What the task asks
Examine the data line by line and report how many lines include the word "outcome", with no additional output.

Entries provided
━━━

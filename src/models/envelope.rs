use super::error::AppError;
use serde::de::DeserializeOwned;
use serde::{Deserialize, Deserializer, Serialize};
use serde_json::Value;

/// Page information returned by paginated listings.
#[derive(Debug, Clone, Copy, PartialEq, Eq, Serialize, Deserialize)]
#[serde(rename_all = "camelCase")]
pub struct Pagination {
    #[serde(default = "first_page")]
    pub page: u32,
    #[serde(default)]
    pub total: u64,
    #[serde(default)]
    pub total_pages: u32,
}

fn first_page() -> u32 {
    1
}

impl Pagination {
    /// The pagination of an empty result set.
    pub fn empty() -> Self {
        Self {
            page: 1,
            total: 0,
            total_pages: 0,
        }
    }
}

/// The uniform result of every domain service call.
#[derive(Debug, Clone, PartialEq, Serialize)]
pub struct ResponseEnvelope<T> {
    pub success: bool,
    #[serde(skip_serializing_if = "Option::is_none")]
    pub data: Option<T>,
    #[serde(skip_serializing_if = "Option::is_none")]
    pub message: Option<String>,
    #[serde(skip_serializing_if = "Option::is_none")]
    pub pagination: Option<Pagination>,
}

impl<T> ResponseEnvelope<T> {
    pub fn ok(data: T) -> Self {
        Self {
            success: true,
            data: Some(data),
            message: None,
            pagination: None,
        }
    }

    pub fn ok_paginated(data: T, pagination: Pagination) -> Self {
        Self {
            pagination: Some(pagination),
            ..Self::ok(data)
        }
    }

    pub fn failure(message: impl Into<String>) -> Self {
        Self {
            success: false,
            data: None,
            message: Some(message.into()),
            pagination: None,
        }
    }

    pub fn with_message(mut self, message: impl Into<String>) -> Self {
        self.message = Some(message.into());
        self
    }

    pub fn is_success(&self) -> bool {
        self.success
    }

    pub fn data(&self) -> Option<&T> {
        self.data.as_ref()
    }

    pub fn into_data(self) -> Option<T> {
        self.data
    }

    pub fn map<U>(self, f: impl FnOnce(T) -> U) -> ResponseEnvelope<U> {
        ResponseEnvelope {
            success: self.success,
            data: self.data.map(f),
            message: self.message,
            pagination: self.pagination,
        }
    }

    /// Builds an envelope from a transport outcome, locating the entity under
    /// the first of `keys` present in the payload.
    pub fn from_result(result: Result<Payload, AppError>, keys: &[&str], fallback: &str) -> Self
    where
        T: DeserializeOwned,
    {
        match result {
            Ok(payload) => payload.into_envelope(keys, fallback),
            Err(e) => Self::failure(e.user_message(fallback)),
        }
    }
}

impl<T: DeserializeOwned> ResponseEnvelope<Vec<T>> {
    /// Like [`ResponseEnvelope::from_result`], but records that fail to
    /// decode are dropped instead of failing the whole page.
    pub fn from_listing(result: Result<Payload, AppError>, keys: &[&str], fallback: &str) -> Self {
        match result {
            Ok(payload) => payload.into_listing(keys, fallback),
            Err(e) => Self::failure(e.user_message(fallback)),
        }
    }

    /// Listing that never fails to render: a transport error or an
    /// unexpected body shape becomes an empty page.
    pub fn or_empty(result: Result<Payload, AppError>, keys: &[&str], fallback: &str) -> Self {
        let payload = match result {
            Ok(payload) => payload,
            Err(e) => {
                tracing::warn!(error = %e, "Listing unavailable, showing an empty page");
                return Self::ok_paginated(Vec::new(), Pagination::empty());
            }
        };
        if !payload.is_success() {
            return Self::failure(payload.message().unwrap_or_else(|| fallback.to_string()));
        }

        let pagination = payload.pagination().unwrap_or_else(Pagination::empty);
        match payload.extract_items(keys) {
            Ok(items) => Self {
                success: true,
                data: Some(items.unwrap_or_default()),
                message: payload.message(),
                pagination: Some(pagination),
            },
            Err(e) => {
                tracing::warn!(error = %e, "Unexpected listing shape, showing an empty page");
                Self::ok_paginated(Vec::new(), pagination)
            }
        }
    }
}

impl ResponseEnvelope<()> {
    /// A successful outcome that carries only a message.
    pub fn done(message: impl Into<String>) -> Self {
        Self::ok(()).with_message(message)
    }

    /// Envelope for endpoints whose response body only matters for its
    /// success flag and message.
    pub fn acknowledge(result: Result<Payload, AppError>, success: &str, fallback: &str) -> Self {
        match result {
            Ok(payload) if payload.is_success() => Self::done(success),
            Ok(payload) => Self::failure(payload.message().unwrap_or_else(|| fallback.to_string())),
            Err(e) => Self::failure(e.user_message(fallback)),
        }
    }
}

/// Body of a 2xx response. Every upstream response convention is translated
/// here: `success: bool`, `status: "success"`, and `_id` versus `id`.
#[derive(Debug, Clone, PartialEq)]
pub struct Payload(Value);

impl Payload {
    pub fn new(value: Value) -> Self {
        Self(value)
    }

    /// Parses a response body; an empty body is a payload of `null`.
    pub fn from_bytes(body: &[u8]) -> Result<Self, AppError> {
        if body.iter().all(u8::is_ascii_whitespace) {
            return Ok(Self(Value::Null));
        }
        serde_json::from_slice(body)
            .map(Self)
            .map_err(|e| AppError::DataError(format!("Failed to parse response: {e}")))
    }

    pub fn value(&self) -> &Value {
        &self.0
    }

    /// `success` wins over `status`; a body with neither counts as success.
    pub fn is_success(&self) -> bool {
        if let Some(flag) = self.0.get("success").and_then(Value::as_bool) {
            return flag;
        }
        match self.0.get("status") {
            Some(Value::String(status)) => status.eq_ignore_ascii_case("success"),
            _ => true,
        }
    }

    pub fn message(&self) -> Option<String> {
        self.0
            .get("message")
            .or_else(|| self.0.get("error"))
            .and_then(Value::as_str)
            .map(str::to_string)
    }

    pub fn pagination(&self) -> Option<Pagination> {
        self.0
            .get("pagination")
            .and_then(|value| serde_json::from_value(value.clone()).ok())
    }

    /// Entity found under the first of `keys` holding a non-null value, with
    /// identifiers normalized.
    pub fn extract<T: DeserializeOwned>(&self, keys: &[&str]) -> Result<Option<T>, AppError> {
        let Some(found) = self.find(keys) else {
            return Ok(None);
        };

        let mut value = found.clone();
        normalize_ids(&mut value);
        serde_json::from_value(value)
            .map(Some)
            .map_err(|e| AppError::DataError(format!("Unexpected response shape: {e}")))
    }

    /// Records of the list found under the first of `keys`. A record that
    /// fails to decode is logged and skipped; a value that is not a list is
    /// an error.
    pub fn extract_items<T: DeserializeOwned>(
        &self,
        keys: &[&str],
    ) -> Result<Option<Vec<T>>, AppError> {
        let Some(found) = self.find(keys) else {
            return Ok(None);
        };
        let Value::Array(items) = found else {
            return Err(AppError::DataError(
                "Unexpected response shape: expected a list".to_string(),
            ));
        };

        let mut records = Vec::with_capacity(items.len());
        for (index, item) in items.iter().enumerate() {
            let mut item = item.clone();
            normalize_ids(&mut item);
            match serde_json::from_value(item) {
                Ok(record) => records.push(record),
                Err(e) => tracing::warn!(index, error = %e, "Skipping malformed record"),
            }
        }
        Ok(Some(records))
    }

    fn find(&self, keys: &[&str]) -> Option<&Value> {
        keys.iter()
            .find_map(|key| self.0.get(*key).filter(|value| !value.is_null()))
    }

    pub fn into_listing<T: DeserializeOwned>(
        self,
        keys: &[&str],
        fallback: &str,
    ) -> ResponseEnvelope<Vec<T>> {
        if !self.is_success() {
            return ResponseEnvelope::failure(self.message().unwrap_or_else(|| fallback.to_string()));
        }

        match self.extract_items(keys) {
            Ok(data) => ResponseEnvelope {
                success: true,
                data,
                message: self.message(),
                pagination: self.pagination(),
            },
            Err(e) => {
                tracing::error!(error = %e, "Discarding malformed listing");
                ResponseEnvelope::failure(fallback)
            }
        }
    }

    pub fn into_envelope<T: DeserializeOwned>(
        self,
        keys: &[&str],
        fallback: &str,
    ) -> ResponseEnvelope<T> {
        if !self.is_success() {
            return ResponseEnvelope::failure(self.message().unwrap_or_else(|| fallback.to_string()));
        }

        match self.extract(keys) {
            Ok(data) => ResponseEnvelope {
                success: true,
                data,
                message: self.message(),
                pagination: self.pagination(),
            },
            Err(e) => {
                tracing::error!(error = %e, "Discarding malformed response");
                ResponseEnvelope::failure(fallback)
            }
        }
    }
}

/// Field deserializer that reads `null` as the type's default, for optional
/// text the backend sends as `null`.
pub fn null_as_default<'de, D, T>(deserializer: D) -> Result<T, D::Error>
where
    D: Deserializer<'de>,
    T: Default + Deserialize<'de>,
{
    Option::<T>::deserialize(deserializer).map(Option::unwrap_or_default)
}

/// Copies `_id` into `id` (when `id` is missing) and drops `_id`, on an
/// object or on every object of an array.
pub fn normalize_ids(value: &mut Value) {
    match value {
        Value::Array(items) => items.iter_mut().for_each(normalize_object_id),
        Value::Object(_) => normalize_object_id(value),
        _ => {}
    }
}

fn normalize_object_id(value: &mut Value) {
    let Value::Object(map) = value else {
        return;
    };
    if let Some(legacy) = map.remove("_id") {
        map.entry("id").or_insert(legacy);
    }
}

━━━

Result for this task
2